Saved entries:
>>>
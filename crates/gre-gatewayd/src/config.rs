//! Engine and daemon configuration.

use std::path::Path;
use std::time::Duration;

use serde::{Deserialize, Serialize};

use crate::error::{GatewayError, Result};
use crate::management::{InterfaceSpec, IpipSpec, ProcessorSpec, UserSpec, VrfSpec};
use crate::proto::signaling::MESSAGE_LEN;
use crate::session::SessionOrchConfig;
use crate::store::DpId;

/// Tuning of the receive pipeline and the outbound buffers.
#[derive(Debug, Clone, PartialEq, Eq, Serialize, Deserialize)]
#[serde(default, deny_unknown_fields)]
pub struct EngineConfig {
    pub receive_threads: usize,
    pub worker_threads: usize,
    /// Receive buffers in the shared pool.
    pub buffer_count: usize,
    /// Bytes per receive buffer.
    pub buffer_size: usize,
    pub poll_timeout_ms: u64,
    pub max_signal_datagram: usize,
    pub processor_send_buffer: usize,
    pub max_submessages: u8,
    pub log_level: String,
}

impl Default for EngineConfig {
    fn default() -> Self {
        Self {
            receive_threads: 2,
            worker_threads: 4,
            buffer_count: 1024,
            buffer_size: 2048,
            poll_timeout_ms: 100,
            max_signal_datagram: 1400,
            processor_send_buffer: 8192,
            max_submessages: 255,
            log_level: "info".to_string(),
        }
    }
}

impl EngineConfig {
    pub fn validate(&self) -> Result<()> {
        if self.receive_threads == 0 {
            return Err(GatewayError::config("receive_threads must be at least 1"));
        }
        if self.worker_threads == 0 {
            return Err(GatewayError::config("worker_threads must be at least 1"));
        }
        if self.buffer_count == 0 {
            return Err(GatewayError::config("buffer_count must be at least 1"));
        }
        if self.buffer_size < MESSAGE_LEN {
            return Err(GatewayError::config(format!(
                "buffer_size {} is smaller than one signaling message ({MESSAGE_LEN})",
                self.buffer_size
            )));
        }
        if self.max_signal_datagram < MESSAGE_LEN {
            return Err(GatewayError::config(format!(
                "max_signal_datagram {} is smaller than one signaling message ({MESSAGE_LEN})",
                self.max_signal_datagram
            )));
        }
        if self.max_submessages == 0 {
            return Err(GatewayError::config("max_submessages must be at least 1"));
        }
        Ok(())
    }

    pub fn poll_timeout(&self) -> Duration {
        Duration::from_millis(self.poll_timeout_ms.max(1))
    }

    pub fn orch_config(&self) -> SessionOrchConfig {
        SessionOrchConfig {
            max_signal_datagram: self.max_signal_datagram,
            processor_send_buffer: self.processor_send_buffer,
            max_submessages: self.max_submessages,
        }
    }
}

/// Static management records applied at startup.
#[derive(Debug, Clone, Default, PartialEq, Eq, Serialize, Deserialize)]
#[serde(default, deny_unknown_fields)]
pub struct BootstrapConfig {
    pub vrfs: Vec<VrfSpec>,
    pub ipip_gateways: Vec<IpipSpec>,
    pub users: Vec<UserSpec>,
    pub processors: Vec<ProcessorSpec>,
    pub interfaces: Vec<InterfaceSpec>,
}

impl BootstrapConfig {
    /// Interfaces belonging to processor `dp`.
    pub fn interfaces_of(&self, dp: DpId) -> impl Iterator<Item = &InterfaceSpec> {
        self.interfaces.iter().filter(move |i| i.dp == dp)
    }
}

/// The daemon's configuration file.
#[derive(Debug, Clone, Default, PartialEq, Eq, Serialize, Deserialize)]
#[serde(default, deny_unknown_fields)]
pub struct DaemonConfig {
    pub engine: EngineConfig,
    pub bootstrap: BootstrapConfig,
}

impl DaemonConfig {
    /// Reads and validates a YAML configuration file.
    pub fn load(path: impl AsRef<Path>) -> Result<Self> {
        let path = path.as_ref();
        let text = std::fs::read_to_string(path).map_err(|e| {
            GatewayError::config(format!("cannot read {}: {e}", path.display()))
        })?;
        Self::from_yaml(&text)
    }

    pub fn from_yaml(text: &str) -> Result<Self> {
        let config: DaemonConfig = serde_yaml::from_str(text)
            .map_err(|e| GatewayError::config(format!("invalid configuration: {e}")))?;
        config.engine.validate()?;
        Ok(config)
    }
}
<<<
_What the exercise asks_
Reproduce every record word for word.

_Written solution_
filename crates/gre-gatewayd/src/config.rs
//! Engine and daemon configuration.

use std::path::Path;
use std::time::Duration;

use serde::{Deserialize, Serialize};

use crate::error::{GatewayError, Result};
use crate::management::{InterfaceSpec, IpipSpec, ProcessorSpec, UserSpec, VrfSpec};
use crate::proto::signaling::MESSAGE_LEN;
use crate::session::SessionOrchConfig;
use crate::store::DpId;

/// Tuning of the receive pipeline and the outbound buffers.
#[derive(Debug, Clone, PartialEq, Eq, Serialize, Deserialize)]
#[serde(default, deny_unknown_fields)]
pub struct EngineConfig {
    pub receive_threads: usize,
    pub worker_threads: usize,
    /// Receive buffers in the shared pool.
    pub buffer_count: usize,
    /// Bytes per receive buffer.
    pub buffer_size: usize,
    pub poll_timeout_ms: u64,
    pub max_signal_datagram: usize,
    pub processor_send_buffer: usize,
    pub max_submessages: u8,
    pub log_level: String,
}

impl Default for EngineConfig {
    fn default() -> Self {
        Self {
            receive_threads: 2,
            worker_threads: 4,
            buffer_count: 1024,
            buffer_size: 2048,
            poll_timeout_ms: 100,
            max_signal_datagram: 1400,
            processor_send_buffer: 8192,
            max_submessages: 255,
            log_level: "info".to_string(),
        }
    }
}

impl EngineConfig {
    pub fn validate(&self) -> Result<()> {
        if self.receive_threads == 0 {
            return Err(GatewayError::config("receive_threads must be at least 1"));
        }
        if self.worker_threads == 0 {
            return Err(GatewayError::config("worker_threads must be at least 1"));
        }
        if self.buffer_count == 0 {
            return Err(GatewayError::config("buffer_count must be at least 1"));
        }
        if self.buffer_size < MESSAGE_LEN {
            return Err(GatewayError::config(format!(
                "buffer_size {} is smaller than one signaling message ({MESSAGE_LEN})",
                self.buffer_size
            )));
        }
        if self.max_signal_datagram < MESSAGE_LEN {
            return Err(GatewayError::config(format!(
                "max_signal_datagram {} is smaller than one signaling message ({MESSAGE_LEN})",
                self.max_signal_datagram
            )));
        }
        if self.max_submessages == 0 {
            return Err(GatewayError::config("max_submessages must be at least 1"));
        }
        Ok(())
    }

    pub fn poll_timeout(&self) -> Duration {
        Duration::from_millis(self.poll_timeout_ms.max(1))
    }

    pub fn orch_config(&self) -> SessionOrchConfig {
        SessionOrchConfig {
            max_signal_datagram: self.max_signal_datagram,
            processor_send_buffer: self.processor_send_buffer,
            max_submessages: self.max_submessages,
        }
    }
}

/// Static management records applied at startup.
#[derive(Debug, Clone, Default, PartialEq, Eq, Serialize, Deserialize)]
#[serde(default, deny_unknown_fields)]
pub struct BootstrapConfig {
    pub vrfs: Vec<VrfSpec>,
    pub ipip_gateways: Vec<IpipSpec>,
    pub users: Vec<UserSpec>,
    pub processors: Vec<ProcessorSpec>,
    pub interfaces: Vec<InterfaceSpec>,
}

impl BootstrapConfig {
    /// Interfaces belonging to processor `dp`.
    pub fn interfaces_of(&self, dp: DpId) -> impl Iterator<Item = &InterfaceSpec> {
        self.interfaces.iter().filter(move |i| i.dp == dp)
    }
}

/// The daemon's configuration file.
#[derive(Debug, Clone, Default, PartialEq, Eq, Serialize, Deserialize)]
#[serde(default, deny_unknown_fields)]
pub struct DaemonConfig {
    pub engine: EngineConfig,
    pub bootstrap: BootstrapConfig,
}

impl DaemonConfig {
    /// Reads and validates a YAML configuration file.
    pub fn load(path: impl AsRef<Path>) -> Result<Self> {
        let path = path.as_ref();
        let text = std::fs::read_to_string(path).map_err(|e| {
            GatewayError::config(format!("cannot read {}: {e}", path.display()))
        })?;
        Self::from_yaml(&text)
    }

    pub fn from_yaml(text: &str) -> Result<Self> {
        let config: DaemonConfig = serde_yaml::from_str(text)
            .map_err(|e| GatewayError::config(format!("invalid configuration: {e}")))?;
        config.engine.validate()?;
        Ok(config)
    }
}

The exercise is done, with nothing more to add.